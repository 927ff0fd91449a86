use std::time::Duration;

use anyhow::Result;

use crate::types::{ProbeOutcome, ProbeResult, ProbeTarget, RunSummary};

/// Line printed before each attempt.
pub fn render_connecting(target: &ProbeTarget) -> String {
    format!("Connecting to {target} ...")
}

/// Human-readable status lines for one attempt.
pub fn render_result(result: &ProbeResult) -> Vec<String> {
    match &result.outcome {
        ProbeOutcome::Connected {
            latency_ms,
            send_ok,
        } => {
            let mut lines = vec![format!("Connected (latency: {latency_ms:.2} ms)")];
            match send_ok {
                Some(true) => lines.push("Payload sent".to_string()),
                Some(false) => lines.push("Payload send failed".to_string()),
                None => {}
            }
            lines
        }
        ProbeOutcome::Refused { code } => vec![format!("Connection failed (error code: {code})")],
        ProbeOutcome::TimedOut => vec!["Connection timed out".to_string()],
        ProbeOutcome::OtherError { message } => vec![format!("Error: {message}")],
    }
}

/// Notice printed between attempts.
pub fn render_wait(interval: Duration) -> String {
    let secs = interval.as_secs_f64();
    if interval.subsec_nanos() == 0 {
        format!("Waiting {secs:.0} s before retrying...")
    } else {
        format!("Waiting {secs:.1} s before retrying...")
    }
}

/// Single-line JSON rendering of a result for `--json`.
pub fn render_json(result: &ProbeResult) -> Result<String> {
    Ok(serde_json::to_string(result)?)
}

pub fn render_summary(summary: &RunSummary) -> String {
    format!(
        "Attempts: {} (connected: {}, timed out: {}, refused: {}, errors: {})",
        summary.attempts, summary.connected, summary.timed_out, summary.refused, summary.errors
    )
}

#[cfg(test)]
mod tests {
    use super::*;

    fn result(outcome: ProbeOutcome) -> ProbeResult {
        ProbeResult {
            target: "127.0.0.1:5000".into(),
            outcome,
            timestamp: "2024-01-01T00:00:00Z".into(),
        }
    }

    #[test]
    fn connected_with_payload() {
        let lines = render_result(&result(ProbeOutcome::Connected {
            latency_ms: 12.345,
            send_ok: Some(true),
        }));
        assert_eq!(lines, vec!["Connected (latency: 12.35 ms)", "Payload sent"]);
    }

    #[test]
    fn connected_without_payload_has_one_line() {
        let lines = render_result(&result(ProbeOutcome::Connected {
            latency_ms: 1.0,
            send_ok: None,
        }));
        assert_eq!(lines.len(), 1);
    }

    #[test]
    fn failures() {
        assert_eq!(
            render_result(&result(ProbeOutcome::Refused { code: 111 })),
            vec!["Connection failed (error code: 111)"]
        );
        assert_eq!(
            render_result(&result(ProbeOutcome::TimedOut)),
            vec!["Connection timed out"]
        );
        assert_eq!(
            render_result(&result(ProbeOutcome::OtherError {
                message: "no route".into()
            })),
            vec!["Error: no route"]
        );
    }

    #[test]
    fn wait_notice() {
        assert_eq!(
            render_wait(Duration::from_secs(5)),
            "Waiting 5 s before retrying..."
        );
        assert_eq!(
            render_wait(Duration::from_millis(1500)),
            "Waiting 1.5 s before retrying..."
        );
    }

    #[test]
    fn json_is_flat_and_tagged() {
        let json = render_json(&result(ProbeOutcome::Refused { code: 111 })).unwrap();
        let v: serde_json::Value = serde_json::from_str(&json).unwrap();
        assert_eq!(v["outcome"], "refused");
        assert_eq!(v["code"], 111);
        assert_eq!(v["target"], "127.0.0.1:5000");
        assert!(!json.contains('\n'));
    }
}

=======

> [GOAL OF THE EXERCISE] Pick each line holding the word "format" out of the data and copy it.

> [SOLUTION BELOW]
    format!("Connecting to {target} ...")
            let mut lines = vec![format!("Connected (latency: {latency_ms:.2} ms)")];
        ProbeOutcome::Refused { code } => vec![format!("Connection failed (error code: {code})")],
        ProbeOutcome::OtherError { message } => vec![format!("Error: {message}")],
        format!("Waiting {secs:.0} s before retrying...")
        format!("Waiting {secs:.1} s before retrying...")
    format!(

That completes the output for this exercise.